On June 26, 1998, while CTP's action against ODOT was still pending in the Court of Claims, the bankruptcy trustee filed a breach of contract action against Allega in the Cuyahoga County Court of Common Pleas seeking to recover on CTP's RAP claim, lost productivity claim, and traffic control claims. On July 10, 1998, Allega filed a third-party complaint in the common pleas court seeking contribution and indemnification from ODOT in the event that the bankruptcy trustee prevailed on any of her claims. Pursuant to Allega's petition under R.C.2743.16, the two actions were removed to the Ohio Court of Claims.

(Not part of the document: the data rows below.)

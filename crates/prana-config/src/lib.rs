//! Breath configuration discovery and loading.
//!
//! Resolves where the configuration lives, parses TOML or JSON, and hands
//! the document to `prana-core` for eager validation. A malformed document
//! is a startup failure.

pub mod error;
pub mod loader;
pub mod source;

pub use error::{LoadError, Result};
pub use loader::{
    DEFAULT_CONFIG, Format, LoadedConfig, default_config, load_config, load_from, parse_config,
    parse_document,
};
pub use source::{
    CONFIG_ENV, CONFIG_FILE_NAME, ConfigSource, HOME_ENV, default_base_dir, resolve_source,
};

On January 29, 1999, Century, a secured creditor of CTP, filed a motion to intervene in the case as a party plaintiff. On February 9, 1999, the Court of Claims granted Century's motion.

Beginning on December 6, 1999, the case was tried to the Court of Claims. On September 21, 2000, the Court of Claims issued a decision and an entry finding for Allega on plaintiffs' RAP and traffic control claims and, accordingly, for ODOT on Allega's claims for indemnification arising out of the RAP and traffic control claims. The Court of Claims found for plaintiffs and against Allega on plaintiffs' lost productivity claim, awarded plaintiffs $100,000, together with prejudgment interest from December 7, 1995, for a total of $147,917.81, and found Allega was entitled to indemnification from ODOT in the same amount. Plaintiffs have appealed, and ODOT has cross-appealed from the judgment of the Court of Claims; Allega has not appealed.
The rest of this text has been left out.